→ Task prompt
Line by line, reproduce the material below exactly.

→ Source material
▽
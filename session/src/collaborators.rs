//! Boundaries to the systems the session core consumes but does not own.

use async_trait::async_trait;
use log::{debug, info};
use network::media::LocalMedia;
use session_core::{Error, Role, SessionId, SessionIdentity};
use std::collections::HashMap;
use std::sync::Arc;
use tokio::sync::Mutex;

/// Identity and role claim issued by the authentication provider
#[derive(Debug, Clone, PartialEq, Eq)]
pub struct Credentials {
    pub identity: SessionIdentity,
    pub display_name: String,
    pub role: Role,
}

impl Credentials {
    pub fn new(
        identity: impl Into<SessionIdentity>,
        display_name: impl Into<String>,
        role: Role,
    ) -> Self {
        Self {
            identity: identity.into(),
            display_name: display_name.into(),
            role,
        }
    }
}

/// Durable record of a session, read once at join
#[derive(Debug, Clone, PartialEq, Eq)]
pub struct SessionRecord {
    pub session_id: SessionId,
    /// The teacher hosting the session
    pub host: SessionIdentity,
    /// Enrolled participants
    pub roster: Vec<SessionIdentity>,
    pub ended: bool,
}

impl SessionRecord {
    pub fn new(session_id: SessionId, host: impl Into<SessionIdentity>) -> Self {
        Self {
            session_id,
            host: host.into(),
            roster: Vec::new(),
            ended: false,
        }
    }
}

#[async_trait]
pub trait PersistenceLayer: Send + Sync {
    async fn load(&self, session: &SessionId) -> Result<SessionRecord, Error>;

    /// Written once, by the teacher, when the session ends
    async fn mark_ended(&self, session: &SessionId) -> Result<(), Error>;
}

/// In-memory persistence shared by every client of a process
#[derive(Clone, Default)]
pub struct MemoryPersistence {
    records: Arc<Mutex<HashMap<SessionId, SessionRecord>>>,
}

impl MemoryPersistence {
    pub fn new() -> Self {
        Self::default()
    }

    pub async fn insert(&self, record: SessionRecord) {
        debug!("Storing record for session {}", record.session_id);
        self.records
            .lock()
            .await
            .insert(record.session_id.clone(), record);
    }
}

#[async_trait]
impl PersistenceLayer for MemoryPersistence {
    async fn load(&self, session: &SessionId) -> Result<SessionRecord, Error> {
        self.records
            .lock()
            .await
            .get(session)
            .cloned()
            .ok_or_else(|| Error::NotFound(format!("Session {}", session)))
    }

    async fn mark_ended(&self, session: &SessionId) -> Result<(), Error> {
        let mut records = self.records.lock().await;
        let record = records
            .get_mut(session)
            .ok_or_else(|| Error::NotFound(format!("Session {}", session)))?;
        record.ended = true;
        info!("Session {} marked ended", session);
        Ok(())
    }
}

/// Local audio/video acquisition.
///
/// `acquire` may wait indefinitely for the user to answer a permission
/// prompt. A refusal is `Error::PermissionDenied`.
#[async_trait]
pub trait MediaSource: Send + Sync {
    async fn acquire(&self) -> Result<LocalMedia, Error>;
}

/// Camera and microphone tracks fed by the embedding application
#[derive(Debug, Clone, Copy, Default)]
pub struct DeviceMediaSource;

#[async_trait]
impl MediaSource for DeviceMediaSource {
    async fn acquire(&self) -> Result<LocalMedia, Error> {
        Ok(LocalMedia::camera_and_microphone())
    }
}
△
→ Task response
filename session/src/collaborators.rs
//! Boundaries to the systems the session core consumes but does not own.

use async_trait::async_trait;
use log::{debug, info};
use network::media::LocalMedia;
use session_core::{Error, Role, SessionId, SessionIdentity};
use std::collections::HashMap;
use std::sync::Arc;
use tokio::sync::Mutex;

/// Identity and role claim issued by the authentication provider
#[derive(Debug, Clone, PartialEq, Eq)]
pub struct Credentials {
    pub identity: SessionIdentity,
    pub display_name: String,
    pub role: Role,
}

impl Credentials {
    pub fn new(
        identity: impl Into<SessionIdentity>,
        display_name: impl Into<String>,
        role: Role,
    ) -> Self {
        Self {
            identity: identity.into(),
            display_name: display_name.into(),
            role,
        }
    }
}

/// Durable record of a session, read once at join
#[derive(Debug, Clone, PartialEq, Eq)]
pub struct SessionRecord {
    pub session_id: SessionId,
    /// The teacher hosting the session
    pub host: SessionIdentity,
    /// Enrolled participants
    pub roster: Vec<SessionIdentity>,
    pub ended: bool,
}

impl SessionRecord {
    pub fn new(session_id: SessionId, host: impl Into<SessionIdentity>) -> Self {
        Self {
            session_id,
            host: host.into(),
            roster: Vec::new(),
            ended: false,
        }
    }
}

#[async_trait]
pub trait PersistenceLayer: Send + Sync {
    async fn load(&self, session: &SessionId) -> Result<SessionRecord, Error>;

    /// Written once, by the teacher, when the session ends
    async fn mark_ended(&self, session: &SessionId) -> Result<(), Error>;
}

/// In-memory persistence shared by every client of a process
#[derive(Clone, Default)]
pub struct MemoryPersistence {
    records: Arc<Mutex<HashMap<SessionId, SessionRecord>>>,
}

impl MemoryPersistence {
    pub fn new() -> Self {
        Self::default()
    }

    pub async fn insert(&self, record: SessionRecord) {
        debug!("Storing record for session {}", record.session_id);
        self.records
            .lock()
            .await
            .insert(record.session_id.clone(), record);
    }
}

#[async_trait]
impl PersistenceLayer for MemoryPersistence {
    async fn load(&self, session: &SessionId) -> Result<SessionRecord, Error> {
        self.records
            .lock()
            .await
            .get(session)
            .cloned()
            .ok_or_else(|| Error::NotFound(format!("Session {}", session)))
    }

    async fn mark_ended(&self, session: &SessionId) -> Result<(), Error> {
        let mut records = self.records.lock().await;
        let record = records
            .get_mut(session)
            .ok_or_else(|| Error::NotFound(format!("Session {}", session)))?;
        record.ended = true;
        info!("Session {} marked ended", session);
        Ok(())
    }
}

/// Local audio/video acquisition.
///
/// `acquire` may wait indefinitely for the user to answer a permission
/// prompt. A refusal is `Error::PermissionDenied`.
#[async_trait]
pub trait MediaSource: Send + Sync {
    async fn acquire(&self) -> Result<LocalMedia, Error>;
}

/// Camera and microphone tracks fed by the embedding application
#[derive(Debug, Clone, Copy, Default)]
pub struct DeviceMediaSource;

#[async_trait]
impl MediaSource for DeviceMediaSource {
    async fn acquire(&self) -> Result<LocalMedia, Error> {
        Ok(LocalMedia::camera_and_microphone())
    }
}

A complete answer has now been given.